Porsche’s strategy will be pursued despite current challenging macroeconomic conditions.
Porsche AG held its virtual Annual General Meeting (AGM) on 7 June 2024. Oliver Blume, Chairman of the Executive Board, expressed satisfaction to shareholders and also explained Porsche’s current strategy.
“In 2023, Porsche impressed while realising all its ambitious forecasts. Our financial position is robust and, even in uncertain times, we remain highly profitable. At the same time, we struck an even better balance in our sales in the regions of the world,” said Oliver Blume.
“For Porsche, 2024 is a year of new product launches, with the biggest model launch programme in the company’s history. In the past months, we have launched new models for five model series. As of this year, we will have the strongest product range in the history of Porsche.”
“Having so many launches in such a short period is a complex task and a challenge for the company. We are currently gathering the momentum that will take us full speed ahead in 2025. We are laying the foundations today for our profits tomorrow – and for future dividends,” he added, making clear Porsche’s strategy to the shareholders.
During the AGM, Dr Wolfgang Porsche, Chairman of the Supervisory Board, thanked the company’s 42,000 employees.
“On behalf of the entire Supervisory Board, I want to express our special thanks and recognition. With your exceptional personal commitment and conscientiousness, you have all made a significant contribution to making the past financial year another successful one, despite all the challenges, enabling us to set new standards with our products in 2023 as well,” said Dr Porsche.
For the 2023 financial year, a dividend payment of roughly €2.1 billion was proposed by the Executive and Supervisory Boards in accordance with Porsche’s dividend policy during the AGM.
This is just under 41 percent of after-tax profit for Porsche AG, which means a dividend payout of €2.30 and €2.31 per ordinary share and preferred share respectively. In the medium term, the group intends to pay its shareholders around 50 per cent of after-tax profit.
In the 2023 financial year, the yield per ordinary share was €5.66 and the yield per preferred share was €5.67. Group sales in 2023 came to €40.5 billion, equating to an increase of 7.7 per cent over 2022’s €37.6 billion euros.
Operating profit for Porsche AG increased by 7.6 percent to €7.3 billion euros compared to 2022’s €6.8 billion. Operating return on sales remained stable at 18.0 percent despite disruptions to global supply chains and exceptionally high investments in digitalisation, product and innovation portfolio, and brand experience.
Net cash flow for automotives was €4.0 billion euros in 2023 compared to €3.9 billion in 2022.
2023 saw an increase of 3.3 percent of vehicles delivered to customers over 2022, with 320,221 Porsches landing in the hands of their clientele. The various sales regions globally also saw even more balanced sales compared to 2022.
“With the biggest model launch programme in the company’s history, Porsche has comprehensively updated the Cayenne, the Panamera, the Macan, the Taycan and the 911. With this, we’re halving the average age of our model range.”

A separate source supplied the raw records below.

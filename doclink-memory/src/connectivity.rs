use std::sync::{
    Arc, PoisonError, RwLock,
    atomic::{AtomicBool, Ordering},
};
use tracing::debug;

use doclink_core::connectivity::{ConnectivityListener, ConnectivityMonitor};

/// A connectivity monitor driven by hand.
///
/// Clones share state, so a test can keep one handle and give another to the client.
#[derive(Clone)]
pub struct ManualConnectivity {
    connected: Arc<AtomicBool>,
    listeners: Arc<RwLock<Vec<ConnectivityListener>>>,
}

impl std::fmt::Debug for ManualConnectivity {
    fn fmt(&self, f: &mut std::fmt::Formatter<'_>) -> std::fmt::Result {
        f.debug_struct("ManualConnectivity")
            .field("connected", &self.is_connected())
            .finish_non_exhaustive()
    }
}

impl ManualConnectivity {
    pub fn new(connected: bool) -> Self {
        Self {
            connected: Arc::new(AtomicBool::new(connected)),
            listeners: Arc::new(RwLock::new(Vec::new())),
        }
    }

    /// Changes the reported state. Listeners hear about transitions only, not repeats.
    pub fn set_connected(&self, connected: bool) {
        if self.connected.swap(connected, Ordering::SeqCst) == connected {
            return;
        }

        debug!(connected, "connectivity changed");

        let listeners = self
            .listeners
            .read()
            .unwrap_or_else(PoisonError::into_inner)
            .clone();
        for listener in listeners {
            listener(connected);
        }
    }
}

impl Default for ManualConnectivity {
    fn default() -> Self {
        Self::new(true)
    }
}

impl ConnectivityMonitor for ManualConnectivity {
    fn subscribe(&self, listener: ConnectivityListener) {
        self.listeners
            .write()
            .unwrap_or_else(PoisonError::into_inner)
            .push(listener);
    }

    fn is_connected(&self) -> bool {
        self.connected.load(Ordering::SeqCst)
    }
}

#[cfg(test)]
mod tests {
    use super::*;
    use std::sync::Mutex;

    #[test]
    fn test_listeners_hear_transitions_only() {
        let monitor = ManualConnectivity::new(true);
        let seen = Arc::new(Mutex::new(Vec::new()));

        let sink = seen.clone();
        monitor.subscribe(Arc::new(move |connected| sink.lock().unwrap().push(connected)));

        monitor.set_connected(true);
        monitor.set_connected(false);
        monitor.set_connected(false);
        monitor.set_connected(true);

        assert_eq!(*seen.lock().unwrap(), vec![false, true]);
        assert!(monitor.is_connected());
    }
}
//! Query specifications sent to a feed.
//!
//! The query text is opaque to the access layer and evaluated by the service; this module only
//! packages it with its named parameters in the shape the service expects.
//!
//! ```ignore
//! use doclink::query::QuerySpec;
//!
//! let query = QuerySpec::builder("SELECT * FROM root r WHERE r.owner = @owner")
//!     .parameter("@owner", "alice")
//!     .build();
//! ```

use serde::{Deserialize, Serialize};
use serde_json::Value;

/// A named query parameter.
#[derive(Debug, Clone, PartialEq, Serialize, Deserialize)]
pub struct QueryParameter {
    pub name: String,
    pub value: Value,
}

/// A query and its parameters.
#[derive(Debug, Clone, PartialEq, Serialize, Deserialize)]
pub struct QuerySpec {
    pub query: String,
    #[serde(default)]
    pub parameters: Vec<QueryParameter>,
}

impl QuerySpec {
    pub fn new(query: impl Into<String>) -> Self {
        Self { query: query.into(), parameters: Vec::new() }
    }

    pub fn builder(query: impl Into<String>) -> QuerySpecBuilder {
        QuerySpecBuilder { spec: QuerySpec::new(query) }
    }
}

#[derive(Debug, Clone)]
pub struct QuerySpecBuilder {
    spec: QuerySpec,
}

impl QuerySpecBuilder {
    /// Binds `name` (including its leading `@`) to `value`.
    pub fn parameter(mut self, name: impl Into<String>, value: impl Into<Value>) -> Self {
        self.spec.parameters.push(QueryParameter {
            name: name.into(),
            value: value.into(),
        });
        self
    }

    pub fn build(self) -> QuerySpec {
        self.spec
    }
}

#[cfg(test)]
mod tests {
    use super::*;
    use serde_json::json;

    #[test]
    fn test_wire_shape() {
        let spec = QuerySpec::builder("SELECT * FROM root r WHERE r.n > @n")
            .parameter("@n", 3)
            .build();

        assert_eq!(
            serde_json::to_value(&spec).unwrap(),
            json!({
                "query": "SELECT * FROM root r WHERE r.n > @n",
                "parameters": [{ "name": "@n", "value": 3 }],
            })
        );
    }
}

“In technological terms, the new products are setting standards in the automotive world. We hold many trump cards in our hand – and now is the time to play them,” said Oliver Blume.
Blume also drew attention to the electrification of the 911 for 2024.
“Our long-standing bestseller will, now as an all-electric car, continue to be the highest-performance model in its segment. I am certain that this 911 will set new standards once again. It’s already clear that this high-performance hybrid technology is perfect for the 911 Carrera GTS,” he explained.
Blume also tempered optimism with a reality check of the market’s “V-curve” that accompanies every new model launch.
“With the predecessor model, we have a gradual winding down in terms of the number of units. At the same time, the new generations are introduced in stages based on markets and variants.”
“Porsche has always forged its own way – and always with our customers in mind. We face the headwinds. We go the extra mile. Even if it takes more effort. Especially because we think long term,” said Blume to reassure shareholders.
On investments into the future, Blume said, “Last year alone we invested around €5 billion in research and development and in the Porsche ecosystem – the largest amount spent in the history of our company.”
“We are resolutely advancing digitalisation in the company. To the tune of €4 billion in the coming five years, more than 350 million of which will be invested in data and artificial intelligence alone,” he added.
Porsche AG stands by its forecasts, provided that the macroeconomic circumstances do not deteriorate significantly. For the whole of 2024, the company expects a Group operating return on sales in the 15 to 17 percent range.
In the medium term, Porsche is standing by its forecast of a Group operating return on sales of around 17 to 19 percent. In the long term, the sports car manufacturer is aiming for an operating return on sales of more than 20 percent.
During the AGM, the Supervisory Board also proposed to elect all 10 current shareholder representatives for a further term.